When I read this post over at Think Progress this morning, I was a little bothered by what it meant broadly. A Tennessee community offers, for a fee, access to its fire department for the rural communities within the county. A family that did not pay the fee experienced a fire, and once the firefighters arrived, refused to put out the fire. Theoretically, this quid pro quo works, as many folks (though not all) at the National Review pointed out. And a part of me gets that. I have subscriptions, and get access to things that non-subscribers do not. Fine. One problem I had with this is that the homeowner was willing to pay whatever he needed to get the firefighters, who were there watching the fire burn, to put out the fire, and he was still refused. The homeowner was "too late."
That, to me, is a real flaw in that program. Why not, in the case of an emergency, and with a person who is willing to pay, have something like an exorbitant emergency fee? Instead of making a non-paying person suffer, especially with equipment that could help there in plain view, the loss of property, charge them a massive fee to do that work. Of course, I am thinking of a person who can afford both a subscription and an emergency fee. I wonder if this community offers graduated rates based on income so that you don't have people suffer solely based on their lack of a sufficient income, but that is another discussion altogether.

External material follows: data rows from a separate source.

//! Transition table of the submission dialogue
//!
//! ```text
//! Idle ──submit──▶ ChoosingLeague ──GENRES──▶ ChoosingGenre ──genre──▶ AwaitingLink
//!                        │                                                 ▲  │
//!                        └──────────────────AI─────────────────────────────┘  │
//!                                                                             ▼
//!                                        Idle ◀── recorded / recording failed
//! ```
//!
//! `/start` and the submit button work from any stage. Every other
//! (stage, input) pair not listed in [`transition`] is ignored.

use super::types::{Entry, Input, League, Reply, Stage};

/// Result of feeding one input to the current stage.
#[derive(Debug, Clone, PartialEq, Eq)]
pub enum Step {
    /// Move to `stage` and answer with `reply`
    Advance { stage: Stage, reply: Reply },
    /// Keep the current stage and session data, answer with `reply`
    Stay(Reply),
    /// Text arrived while waiting for the link; validation and recording decide the rest
    ReceiveLink { entry: Entry, text: String },
}

impl Step {
    fn advance(stage: Stage, reply: Reply) -> Self {
        Step::Advance { stage, reply }
    }
}

/// Looks up the step for `input` in `stage`. `None` means the input is not
/// expected here and must be ignored.
pub fn transition(stage: &Stage, input: Input) -> Option<Step> {
    let step = match (stage, input) {
        (_, Input::Restart) => Step::advance(Stage::Idle, Reply::Entry),
        (_, Input::BeginSubmission) => Step::advance(Stage::ChoosingLeague, Reply::ChooseLeague),

        (Stage::ChoosingLeague, Input::ChooseLeague(League::GenreLeague)) => {
            Step::advance(Stage::ChoosingGenre, Reply::ChooseGenre)
        }
        (Stage::ChoosingLeague, Input::ChooseLeague(League::AiLeague)) => {
            Step::advance(Stage::AwaitingLink(Entry::AiLeague), Reply::AskLink)
        }

        (Stage::ChoosingGenre, Input::ChooseGenre(genre)) => {
            Step::advance(Stage::AwaitingLink(Entry::GenreLeague(genre)), Reply::AskLink)
        }

        (Stage::AwaitingLink(entry), Input::Text(text)) => Step::ReceiveLink { entry: *entry, text },
        (Stage::AwaitingLink(_), Input::NonText) => Step::Stay(Reply::SendAsText),

        _ => return None,
    };
    Some(step)
}
//! Google Sheets recorder
//!
//! Appends one row per submission to the first worksheet of the contest
//! spreadsheet: timestamp, league, genre, handle, link.
//!
//! The spreadsheet is found by name through the Drive API unless an ID is
//! configured. The resolved ID and worksheet title are cached for the
//! lifetime of the recorder and forgotten when the spreadsheet disappears.

use async_trait::async_trait;
use reqwest::{RequestBuilder, Response, StatusCode};
use serde::Deserialize;
use serde_json::json;
use tokio::sync::Mutex;
use url::Url;

use super::google_auth::{ServiceAccountKey, TokenProvider};
use super::{RecordError, Recorder, Submission};
use crate::core::config;

const SPREADSHEET_MIME: &str = "application/vnd.google-apps.spreadsheet";

/// Which spreadsheet receives the rows.
#[derive(Debug, Clone, PartialEq, Eq)]
pub enum SpreadsheetRef {
    Id(String),
    Name(String),
}

#[derive(Debug, Clone, PartialEq, Eq)]
struct Target {
    id: String,
    sheet_title: String,
}

#[derive(Debug, Deserialize)]
struct FileList {
    #[serde(default)]
    files: Vec<DriveFile>,
}

#[derive(Debug, Deserialize)]
struct DriveFile {
    id: String,
}

#[derive(Debug, Deserialize)]
struct SpreadsheetMeta {
    #[serde(default)]
    sheets: Vec<SheetMeta>,
}

#[derive(Debug, Deserialize)]
struct SheetMeta {
    properties: SheetProperties,
}

#[derive(Debug, Deserialize)]
struct SheetProperties {
    title: String,
}

pub struct SheetsRecorder {
    tokens: TokenProvider,
    client: reqwest::Client,
    spreadsheet: SpreadsheetRef,
    sheets_url: String,
    drive_url: String,
    target: Mutex<Option<Target>>,
}

impl SheetsRecorder {
    pub fn new(key: ServiceAccountKey, spreadsheet: SpreadsheetRef, client: reqwest::Client) -> Self {
        Self {
            tokens: TokenProvider::new(key, config::sheets::SCOPES, client.clone()),
            client,
            spreadsheet,
            sheets_url: config::sheets::SHEETS_API_URL.to_string(),
            drive_url: config::sheets::DRIVE_API_URL.to_string(),
            target: Mutex::new(None),
        }
    }

    /// Points the recorder at different API hosts (used against mock servers).
    pub fn with_endpoints(mut self, sheets_url: impl Into<String>, drive_url: impl Into<String>) -> Self {
        self.sheets_url = sheets_url.into();
        self.drive_url = drive_url.into();
        self
    }

    /// Recorder for the configured spreadsheet and service account.
    pub fn from_config() -> Result<Self, RecordError> {
        let key = ServiceAccountKey::from_config()?;
        let spreadsheet = match config::sheets::SPREADSHEET_ID.as_deref() {
            Some(id) => SpreadsheetRef::Id(id.to_string()),
            None => SpreadsheetRef::Name(config::sheets::SPREADSHEET_NAME.clone()),
        };
        let client = reqwest::Client::builder()
            .timeout(config::network::timeout())
            .build()?;
        log::info!(
            "Sheets recorder: {:?} as {}",
            spreadsheet,
            key.client_email
        );
        Ok(Self::new(key, spreadsheet, client))
    }

    /// Sends a request with a bearer token, refreshing the token once on 401.
    async fn send_authorized<F>(&self, service: &'static str, build: F) -> Result<Response, RecordError>
    where
        F: Fn(&reqwest::Client) -> RequestBuilder,
    {
        let mut refreshed = false;
        loop {
            let token = self.tokens.token().await?;
            let response = build(&self.client).bearer_auth(token).send().await?;
            let status = response.status();

            if status == StatusCode::UNAUTHORIZED && !refreshed {
                log::warn!("{} API rejected the access token, refreshing", service);
                self.tokens.invalidate().await;
                refreshed = true;
                continue;
            }
            if status == StatusCode::UNAUTHORIZED {
                return Err(RecordError::Auth(format!("{} API keeps answering 401", service)));
            }
            if !status.is_success() {
                return Err(RecordError::Api {
                    service,
                    status: status.as_u16(),
                    message: response.text().await.unwrap_or_default(),
                });
            }
            return Ok(response);
        }
    }

    async fn find_by_name(&self, name: &str) -> Result<String, RecordError> {
        let query = format!(
            "name = '{}' and mimeType = '{}' and trashed = false",
            escape_query_literal(name),
            SPREADSHEET_MIME
        );
        let url = format!("{}/drive/v3/files", self.drive_url.trim_end_matches('/'));

        let list: FileList = self
            .send_authorized("Drive", |client| {
                client.get(&url).query(&[
                    ("q", query.as_str()),
                    ("fields", "files(id,name)"),
                    ("pageSize", "1"),
                    ("supportsAllDrives", "true"),
                    ("includeItemsFromAllDrives", "true"),
                ])
            })
            .await?
            .json()
            .await?;

        list.files
            .into_iter()
            .next()
            .map(|file| file.id)
            .ok_or_else(|| RecordError::NotFound(name.to_string()))
    }

    async fn first_sheet_title(&self, id: &str) -> Result<String, RecordError> {
        let url = self.spreadsheet_url(id, &[])?;
        let meta: SpreadsheetMeta = self
            .send_authorized("Sheets", |client| {
                client.get(url.clone()).query(&[("fields", "sheets.properties.title")])
            })
            .await
            .map_err(|e| not_found_on_404(e, id))?
            .json()
            .await?;

        meta.sheets
            .into_iter()
            .next()
            .map(|sheet| sheet.properties.title)
            .ok_or_else(|| RecordError::NotFound(format!("{} has no worksheets", id)))
    }

    async fn resolve(&self) -> Result<Target, RecordError> {
        let mut target = self.target.lock().await;
        if let Some(resolved) = target.as_ref() {
            return Ok(resolved.clone());
        }

        let id = match &self.spreadsheet {
            SpreadsheetRef::Id(id) => id.clone(),
            SpreadsheetRef::Name(name) => self.find_by_name(name).await?,
        };
        let sheet_title = self.first_sheet_title(&id).await?;
        log::info!("Recording submissions to spreadsheet {} / '{}'", id, sheet_title);

        let resolved = Target { id, sheet_title };
        *target = Some(resolved.clone());
        Ok(resolved)
    }

    async fn forget_target(&self) {
        *self.target.lock().await = None;
    }

    fn spreadsheet_url(&self, id: &str, tail: &[&str]) -> Result<Url, RecordError> {
        let invalid = || RecordError::NotFound(format!("bad Sheets endpoint {}", self.sheets_url));
        let mut url = Url::parse(&self.sheets_url).map_err(|_| invalid())?;
        url.path_segments_mut()
            .map_err(|_| invalid())?
            .pop_if_empty()
            .extend(["v4", "spreadsheets", id])
            .extend(tail);
        Ok(url)
    }

    async fn append(&self, target: &Target, submission: &Submission) -> Result<(), RecordError> {
        let range = format!("{}!A:E:append", quote_sheet_title(&target.sheet_title));
        let url = self.spreadsheet_url(&target.id, &["values", &range])?;
        let body = json!({ "values": [submission.row()] });

        self.send_authorized("Sheets", |client| {
            client
                .post(url.clone())
                .query(&[("valueInputOption", "RAW"), ("insertDataOption", "INSERT_ROWS")])
                .json(&body)
        })
        .await
        .map_err(|e| not_found_on_404(e, &target.id))?;
        Ok(())
    }
}

#[async_trait]
impl Recorder for SheetsRecorder {
    fn name(&self) -> &'static str {
        "sheets"
    }

    async fn record(&self, submission: &Submission) -> Result<(), RecordError> {
        let target = self.resolve().await?;
        match self.append(&target, submission).await {
            Err(RecordError::NotFound(what)) => {
                self.forget_target().await;
                Err(RecordError::NotFound(what))
            }
            other => other,
        }
    }
}

fn not_found_on_404(err: RecordError, id: &str) -> RecordError {
    match err {
        RecordError::Api { status: 404, .. } => RecordError::NotFound(id.to_string()),
        other => other,
    }
}

/// Escapes a value for a single-quoted Drive query literal.
fn escape_query_literal(value: &str) -> String {
    value.replace('\\', "\\\\").replace('\'', "\\'")
}

/// Quotes a worksheet title for A1 notation (`'My sheet'`).
fn quote_sheet_title(title: &str) -> String {
    format!("'{}'", title.replace('\'', "''"))
}

#[cfg(test)]
mod tests {
    use super::*;
    use pretty_assertions::assert_eq;

    #[test]
    fn test_escape_query_literal() {
        assert_eq!(escape_query_literal("yourtunes CONTEST"), "yourtunes CONTEST");
        assert_eq!(escape_query_literal("Bob's sheet"), "Bob\\'s sheet");
        assert_eq!(escape_query_literal("a\\b"), "a\\\\b");
    }

    #[test]
    fn test_quote_sheet_title() {
        assert_eq!(quote_sheet_title("Лист1"), "'Лист1'");
        assert_eq!(quote_sheet_title("It's"), "'It''s'");
    }

    #[test]
    fn test_not_found_mapping() {
        let err = not_found_on_404(
            RecordError::Api {
                service: "Sheets",
                status: 404,
                message: String::new(),
            },
            "abc",
        );
        assert!(matches!(err, RecordError::NotFound(id) if id == "abc"));

        let err = not_found_on_404(RecordError::Auth("x".into()), "abc");
        assert!(matches!(err, RecordError::Auth(_)));
    }
}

What if there had been someone trapped in the home? That was the next thought that came to mind as the report noted that the firefighters stood and watched the fire (though they did work to put out the fire that spread into a neighbor's yard, a neighbor who had paid the subscription fee). Would they still have done nothing? I am still trying to figure out why the firefighters even came out. If they knew that the neighbor was a subscriber when the fire spread to that other home, how could they not know that the burning home's owner was not on the list? The fact that they came out, and simply watched the place burn seems particularly cruel (if you look at those comments from the NRO folks, they seem to mock the homeowner, which is utterly unnecessary). Interestingly, I don't blame the firefighters; they were following policy (though I would not want to be any of them right now).
Ultimately, I just don't think that services like police and fire protection should be provided only for those who can afford it. Those are things that should be provided through out tax dollars without question.